Collected data:
//! Axes shared by most suites, resolved from the [ConformanceMode] when a suite starts.

use crate::config::ConformanceMode;
use crate::ir::{FloatKind, IntKind, UIntKind};
use crate::{ElemType, EntryList};

const LIGHTWEIGHT_SCALARS: [ElemType; 4] = [
    ElemType::Int(IntKind::I8),
    ElemType::Int(IntKind::I32),
    ElemType::UInt(UIntKind::U32),
    ElemType::Float(FloatKind::F32),
];

const FULL_FLOATS: [ElemType; 4] = [
    ElemType::Float(FloatKind::F16),
    ElemType::Float(FloatKind::BF16),
    ElemType::Float(FloatKind::F32),
    ElemType::Float(FloatKind::F64),
];

const FULL_ATOMICS: [ElemType; 6] = [
    ElemType::Int(IntKind::I32),
    ElemType::UInt(UIntKind::U32),
    ElemType::Int(IntKind::I64),
    ElemType::UInt(UIntKind::U64),
    ElemType::Float(FloatKind::F32),
    ElemType::Float(FloatKind::F64),
];

const LIGHTWEIGHT_ATOMICS: [ElemType; 2] = [
    ElemType::Int(IntKind::I32),
    ElemType::Float(FloatKind::F32),
];

/// Widths a vector axis sweeps, the same in every mode.
pub const VECTOR_SIZES: [u32; 6] = [1, 2, 3, 4, 8, 16];

/// Every scalar kind in full mode; a narrow, a default, an unsigned and a float kind otherwise.
pub fn scalar_types(mode: ConformanceMode) -> EntryList {
    match mode {
        ConformanceMode::Full => EntryList::types(&ElemType::ALL),
        ConformanceMode::Lightweight => EntryList::types(&LIGHTWEIGHT_SCALARS),
    }
}

/// Floating-point kinds.
pub fn float_types(mode: ConformanceMode) -> EntryList {
    match mode {
        ConformanceMode::Full => EntryList::types(&FULL_FLOATS),
        ConformanceMode::Lightweight => EntryList::types(&[ElemType::Float(FloatKind::F32)]),
    }
}

/// Kinds atomic operations are tested on.
pub fn atomic_types(mode: ConformanceMode) -> EntryList {
    match mode {
        ConformanceMode::Full => EntryList::types(&FULL_ATOMICS),
        ConformanceMode::Lightweight => EntryList::types(&LIGHTWEIGHT_ATOMICS),
    }
}

/// The vector widths as a value axis.
pub fn vector_sizes() -> EntryList {
    EntryList::values(VECTOR_SIZES)
}

#[cfg(test)]
mod tests {
    use super::*;
    use pretty_assertions::assert_eq;

    #[test]
    fn full_mode_covers_every_kind() {
        let types = scalar_types(ConformanceMode::Full);

        assert_eq!(types.len(), ElemType::ALL.len());
        assert_eq!(types.entry_at(0).map(|entry| entry.name()), Some("bool"));
    }

    #[test]
    fn lightweight_lists_are_subsets_of_full_ones() {
        let pairs = [
            (
                scalar_types(ConformanceMode::Lightweight),
                scalar_types(ConformanceMode::Full),
            ),
            (
                float_types(ConformanceMode::Lightweight),
                float_types(ConformanceMode::Full),
            ),
            (
                atomic_types(ConformanceMode::Lightweight),
                atomic_types(ConformanceMode::Full),
            ),
        ];

        for (light, full) in pairs {
            let full_names = full.names();
            assert!(light.len() < full.len());
            assert!(light.names().iter().all(|name| full_names.contains(name)));
        }
    }

    #[test]
    fn vector_sizes_are_named_by_width() {
        assert_eq!(vector_sizes().names(), vec!["1", "2", "3", "4", "8", "16"]);
    }
}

▶ What needs to be done:
Going through the data, tally the lines containing "crate" and report only the result.

▶ Result of this exercise:
3